BALTMORE, Md., Oct. 28 (UPI) -- Parents and caregivers of children with a drug-resistant methicillin-resistant Staphylococcus aureus say they need better information, U.S. researchers say.
Dr. Aaron Milstone of the Johns Hopkins Children Center in Baltimore says the findings underscore the need for healthcare staff to do a better job in educating parents of children with MRSA.
The researchers conducted bedside interviews with 100 parents and others caring for children hospitalized with new or established MRSA. Some of the children were symptom-free carriers hospitalized for other reasons, while others had active MRSA infections.
Nearly one-fifth of those surveyed had never heard of MRSA. This common antibiotic-resistant bacterium causes skin and soft-tissue infections in healthy people, but can lead to invasive, sometimes fatal, infections in seriously sick patients and in those with weak immune systems, Milstone says.

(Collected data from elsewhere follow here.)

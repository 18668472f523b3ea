use crate::engine::grid::{Direction, Grid};
use crate::engine::session::Score;

use super::{heuristic, DepthPolicy, Policy};

/// Sentinel for a board with no legal move left: worse than any reachable
/// evaluation, but still a well-defined operand for the max fold above it.
const DEAD_END: f64 = f64::MIN;

/// Whose turn a search node represents: the searching agent's own move
/// choice (maximizing) or the environment's random tile placement
/// (probability-weighted average).
#[derive(Clone, Copy, Debug)]
enum Layer {
    Player,
    Chance,
}

/// Expectimax decision engine. Deterministic: for a fixed grid and depth the
/// same direction comes back every time; all randomness in the game lives in
/// the spawner, not here.
pub(crate) struct Expectimax {
    depth: DepthPolicy,
}

impl Expectimax {
    pub(crate) fn new(depth: DepthPolicy) -> Self {
        Self { depth }
    }

    /// Evaluates every direction that changes the board and keeps the
    /// strictly best one; ties keep the first-found direction in enumeration
    /// order. `None` when nothing is legal.
    pub(crate) fn best_move(&self, grid: &Grid, score: Score) -> Option<Direction> {
        let depth = self.depth.depth_for(score, grid.occupied());
        let mut best: Option<(Direction, f64)> = None;
        for direction in Direction::ALL {
            let Some(child) = grid.shifted(direction) else {
                continue;
            };
            let value = expectimax(&child, depth, Layer::Chance);
            log::trace!("depth {} {:?} -> {:.3}", depth, direction, value);
            match best {
                Some((_, best_value)) if value <= best_value => {}
                _ => best = Some((direction, value)),
            }
        }
        best.map(|(direction, _)| direction)
    }
}

impl Policy for Expectimax {
    fn pick_move(&mut self, grid: &Grid, score: Score) -> Option<Direction> {
        self.best_move(grid, score)
    }
}

fn expectimax(grid: &Grid, depth: u8, layer: Layer) -> f64 {
    if depth == 0 {
        return heuristic::evaluate(grid);
    }
    match layer {
        Layer::Player => {
            let mut best = DEAD_END;
            for direction in Direction::ALL {
                if let Some(child) = grid.shifted(direction) {
                    best = best.max(expectimax(&child, depth - 1, Layer::Chance));
                }
            }
            // DEAD_END survives when no direction is legal
            best
        }
        Layer::Chance => {
            let empty = grid.empty_cells();
            if empty.is_empty() {
                // degenerate case; the session's loss check keeps full dead
                // boards out of the search
                return heuristic::evaluate(grid);
            }
            let cell_weight = 1.0 / empty.len() as f64;
            let mut total = 0.0;
            for idx in &empty {
                for (exponent, probability) in [(1u8, 0.9), (2u8, 0.1)] {
                    let mut child = *grid;
                    child.set(idx, exponent);
                    total +=
                        probability * cell_weight * expectimax(&child, depth - 1, Layer::Player);
                }
            }
            total
        }
    }
}

#[cfg(test)]
mod test {
    use super::*;
    use crate::ai::heuristic::evaluate;
    use crate::engine::grid::Idx;

    fn grid(cells: [[u8; 4]; 4]) -> Grid {
        Grid::from_exponents(cells)
    }

    #[test]
    fn repeated_searches_agree() {
        let g = grid([
            [3, 2, 1, 0],
            [1, 3, 0, 0],
            [0, 1, 0, 0],
            [0, 0, 0, 1],
        ]);
        let search = Expectimax::new(DepthPolicy::Fixed(3));
        let first = search.best_move(&g, 0);
        assert!(first.is_some());
        for _ in 0..5 {
            assert_eq!(search.best_move(&g, 0), first);
        }
    }

    #[test]
    fn prefers_merging_into_the_scan_corner() {
        let g = grid([
            [5, 5, 0, 0],
            [0, 0, 0, 0],
            [0, 0, 0, 0],
            [0, 0, 0, 0],
        ]);
        let search = Expectimax::new(DepthPolicy::Fixed(1));
        assert_eq!(search.best_move(&g, 0), Some(Direction::Left));
    }

    #[test]
    fn dead_board_yields_no_move() {
        let g = grid([
            [1, 2, 1, 2],
            [2, 1, 2, 1],
            [1, 2, 1, 2],
            [2, 1, 2, 1],
        ]);
        let search = Expectimax::new(DepthPolicy::Fixed(4));
        assert_eq!(search.best_move(&g, 0), None);
    }

    #[test]
    fn chance_layer_blends_the_forced_spawn() {
        // one empty cell: the chance value must be exactly the 0.9/0.1 blend
        // of the two possible spawns
        let g = grid([
            [1, 2, 3, 4],
            [5, 6, 7, 8],
            [1, 2, 3, 4],
            [5, 6, 7, 0],
        ]);
        let mut with_two = g;
        with_two.set(&Idx(3, 3), 1);
        let mut with_four = g;
        with_four.set(&Idx(3, 3), 2);
        let expected = 0.9 * evaluate(&with_two) + 0.1 * evaluate(&with_four);
        let actual = expectimax(&g, 1, Layer::Chance);
        assert!((actual - expected).abs() < 1e-9);
    }

    #[test]
    fn chance_weights_are_normalized_over_empty_cells() {
        let g = grid([
            [3, 2, 0, 0],
            [1, 0, 0, 0],
            [0, 0, 0, 0],
            [0, 0, 0, 1],
        ]);
        let empty = g.empty_cells();
        let cell_weight = 1.0 / empty.len() as f64;
        let mut expected = 0.0;
        for idx in &empty {
            for (exponent, probability) in [(1u8, 0.9), (2u8, 0.1)] {
                let mut child = g;
                child.set(idx, exponent);
                expected += probability * cell_weight * evaluate(&child);
            }
        }
        let actual = expectimax(&g, 1, Layer::Chance);
        assert!((actual - expected).abs() < 1e-9);
    }

    #[test]
    fn player_layer_reports_dead_ends_as_worst_possible() {
        let g = grid([
            [1, 2, 1, 2],
            [2, 1, 2, 1],
            [1, 2, 1, 2],
            [2, 1, 2, 1],
        ]);
        assert_eq!(expectimax(&g, 2, Layer::Player), DEAD_END);
    }
}
//! Fixtures shared by the workspace integration tests

use std::{sync::Arc, time::Instant};

use crossterm::event::{KeyCode, KeyEvent, KeyModifiers};
use hooksheet_catalog::{builtin, Catalog, TopicEntry};
use hooksheet_tui::{CheatSheet, MemoryClipboard};
use ratatui::{backend::TestBackend, Terminal};

/// A small non-React catalog, to show nothing is tied to the built-in one
pub fn shell_catalog() -> Catalog {
    Catalog::builder()
        .entry(
            TopicEntry::new("grep", "grep")
                .with_description("Search file contents for a pattern")
                .with_code("grep -rn \"TODO\" src/")
                .with_note("Add -i for a case-insensitive search.")
                .with_accent("#98c379"),
        )
        .entry(
            TopicEntry::new("find", "find")
                .with_description("Walk a directory tree")
                .with_code("find . -name '*.rs' -mtime -1"),
        )
        .entry(
            TopicEntry::new("xargs", "xargs")
                .with_description("Build command lines from input")
                .with_code("find . -name '*.tmp' | xargs rm"),
        )
        .build()
        .unwrap_or_else(|e| panic!("fixture catalog is valid: {e}"))
}

/// Sheet over the built-in catalog plus a handle on its clipboard
pub fn react_sheet() -> (CheatSheet, MemoryClipboard) {
    sheet_for(builtin::react_hooks())
}

pub fn sheet_for(catalog: Catalog) -> (CheatSheet, MemoryClipboard) {
    let clipboard = MemoryClipboard::new();
    let sheet = CheatSheet::new(Arc::new(catalog), Box::new(clipboard.clone()));
    (sheet, clipboard)
}

pub fn key(code: KeyCode) -> KeyEvent {
    KeyEvent::new(code, KeyModifiers::NONE)
}

pub fn ctrl(c: char) -> KeyEvent {
    KeyEvent::new(KeyCode::Char(c), KeyModifiers::CONTROL)
}

/// Type `text` into the search box one key at a time
pub fn type_query(sheet: &mut CheatSheet, text: &str) {
    for c in text.chars() {
        sheet.handle_key(key(KeyCode::Char(c)));
    }
}

/// Render into a test backend and return the screen as text, one line per row
pub fn render_to_string(sheet: &mut CheatSheet, width: u16, height: u16, now: Instant) -> String {
    let mut terminal = match Terminal::new(TestBackend::new(width, height)) {
        Ok(terminal) => terminal,
        Err(e) => panic!("test backend never fails: {e}"),
    };
    if let Err(e) = terminal.draw(|frame| {
        let area = frame.area();
        sheet.render_at(frame, area, now);
    }) {
        panic!("drawing to a test backend never fails: {e}");
    }

    let buffer = terminal.backend().buffer();
    let mut text = String::new();
    for y in 0..buffer.area.height {
        for x in 0..buffer.area.width {
            text.push_str(buffer[(x, y)].symbol());
        }
        text.push('\n');
    }
    text
}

In the study, 29 of the 100 caregivers said they didn't know that their child had MRSA, but only nine of these cases involved newly identified cases, meaning that 20 children had been diagnosed with MRSA during past hospitalizations, yet parents and guardians were unaware.
"What these results really tell us is not how little parents know about drug-resistant infections, but how much more we, the healthcare providers, should be doing to help them understand it," Milstone, a senior investigator, says in a statement.
The findings are published online in The Journal of Pediatrics.